The most common alternative to lexical scoping is called dynamic scoping. In dynamic scoping, a variable is bound to the most recently bound version of the variable, and function values do not record how their variables such as `n` are bound. For example, in the language Perl, the equivalent of the example code would print 33 rather than 36, because the most recently bound value for the variable `n` is 1. Dynamic scoping can be confusing because the meaning of a function depends on the context where it is used, not where it was defined. Most modern languages use lexical scoping.

Structural Induction

Having a formal model of evaluation allows us to reason precisely about the execution of OCaml programs. However, establishing many of the most interesting program properties involves reasoning about infinite sets. The proof technique of structural induction is a powerful mechanism for carrying out such proofs.

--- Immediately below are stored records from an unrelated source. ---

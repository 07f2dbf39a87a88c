//! Shutdown signalling.
//!
//! `ShutdownFlag` is set from the SIGINT/SIGTERM handler; the collection loop
//! polls it between ticks and, once set, leaves the loop and drains.

use std::sync::atomic::{AtomicBool, AtomicUsize, Ordering};
use std::sync::Arc;

/// Trait for checking shutdown status.
pub trait ShutdownCheck: Send + Sync {
    /// Returns true if shutdown has been requested.
    fn should_stop(&self) -> bool;
}

/// Flag set by the process signal handler.
#[derive(Debug, Clone)]
pub struct ShutdownFlag {
    flag: Arc<AtomicBool>,
}

impl Default for ShutdownFlag {
    fn default() -> Self {
        Self::new()
    }
}

impl ShutdownFlag {
    /// Create a flag and register it with the Ctrl+C / SIGTERM handler.
    ///
    /// Only one handler can exist per process. If registration fails the
    /// flag is still returned and can be triggered manually.
    pub fn new() -> Self {
        let flag = Arc::new(AtomicBool::new(false));
        let handler_flag = flag.clone();

        let _ = ctrlc::set_handler(move || {
            handler_flag.store(true, Ordering::SeqCst);
        });

        Self { flag }
    }

    /// Create a flag without registering a handler.
    pub fn manual() -> Self {
        Self {
            flag: Arc::new(AtomicBool::new(false)),
        }
    }

    /// Request shutdown.
    pub fn trigger(&self) {
        self.flag.store(true, Ordering::SeqCst);
    }
}

impl ShutdownCheck for ShutdownFlag {
    fn should_stop(&self) -> bool {
        self.flag.load(Ordering::SeqCst)
    }
}

/// Never signals shutdown.
#[derive(Debug, Default, Clone)]
pub struct NeverShutdown;

impl ShutdownCheck for NeverShutdown {
    fn should_stop(&self) -> bool {
        false
    }
}

/// Signals shutdown after a fixed number of checks.
///
/// The first `allowed` calls return false, every later call returns true.
#[derive(Debug, Clone)]
pub struct CountingShutdown {
    allowed: usize,
    calls: Arc<AtomicUsize>,
}

impl CountingShutdown {
    pub fn new(allowed: usize) -> Self {
        Self {
            allowed,
            calls: Arc::new(AtomicUsize::new(0)),
        }
    }

    /// Number of times `should_stop` was called.
    pub fn calls(&self) -> usize {
        self.calls.load(Ordering::SeqCst)
    }
}

impl ShutdownCheck for CountingShutdown {
    fn should_stop(&self) -> bool {
        self.calls.fetch_add(1, Ordering::SeqCst) >= self.allowed
    }
}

As an example, suppose that we want to prove that the following expression terminates for an arbitrary list value `v`:

```let rec fold_left f a l =
match l with
| [] -> a
| h::t -> fold_left f (f a h) t in
fold_left (+) 0 v
```
The case where `v` is `[]` is trivial, and can be proven easily using the substitution model. However, the case where `v` is vh::vt is trickier beacuse it involves a recursive call on `vt`. Intuitively, it is clear that the recursion must eventually "bottom out," because `v` is finite, and the length of the list passed to `fold_left` decreases on each recursive call. But to establish this formally, we need a proof principle.

It turns that out that OCaml data type has an associated structural induction principle that can be used to prove properties about arbitrary values of that type. For the list data type

```  type 'a list =
[]
| (::) of 'a * 'a list
```
the structural induction principle is as follows: given an arbitrary predicate on lists, if P(`[]`) and for all values `vh` and `vt` we have that P(`vt`) implies P(`vh::vt`), then for all lists `t`, the predicate P(`t`) holds.

The structural induction principle for other data types is similar. For example, recall the natural numbers:

```  type nat =
Zero
| Succ of nat
```
The corresponding structural induction principle is as follows: given an arbitary predicate on natural numbers P, if P(`Zero`) and for all values `m` we have P(`m`) implies P(`Succ m`), then for all values `m` the predicate P(`m`) holds. Generally speaking, given an arbitrary data type, the non-recursive variants become base cases and the recursive variants become inductive cases.

Using structural induction, it is easy to prove many properties involving infinite sets of structures. For example, assuming we have added a reduction rule for `fold_left'` as sketched above, we can prove the following (strengthened) property by structural induction on `v`:

```P(v) =
(fun f -> fun a -> fun l ->
match l with
| [] -> a
| h::t -> fold_left' f (f a h) t)
(+) n []
terminates
```
For the base case, we prove P(`[]`):
```  (fun f -> fun a -> fun l ->
match l with
| [] -> a
| h::t -> fold_left' f (f a h) t)
(+) n []
-->
(fun a -> fun l ->
match l with
| [] -> a
| h::t -> fold_left' (+) ((+) a h) t)
n []
-->
(fun l ->
match l with
| [] -> n
| h::t -> fold_left' (+) ((+) n h) t)
[]
-->
match [] with
| [] -> n
| h::t -> fold_left' (+) ((+) n h) t)
-->
n
```
Then for the inductive step, we let `vh` and `vt` be arbitrary values such that P(`vt`) holds, and we prove that P(`vh::vt`) holds:
```  (fun f -> fun a -> fun l ->
match l with
| [] -> a
| h::t -> fold_left' f (f a h) t)
(+) n (vh::vt)
-->
(fun a -> fun l ->
match l with
| [] -> a
| h::t -> fold_left' (+) ((+) a h) t)
n (vh::vt)
-->
(fun l ->
match l with
| [] -> n
| h::t -> fold_left' (+) ((+) n h) t)
(vh::vt)
-->
match vh::vt with
| [] -> n
| h::t -> fold_left' (+) ((+) n h) t)
-->
fold_left' (+) ((+) n vh) vt
-->
fold_left' (+) vn' vt
```
where `vn'` is `(+) n vh`. This final expression terminates by hypothesis.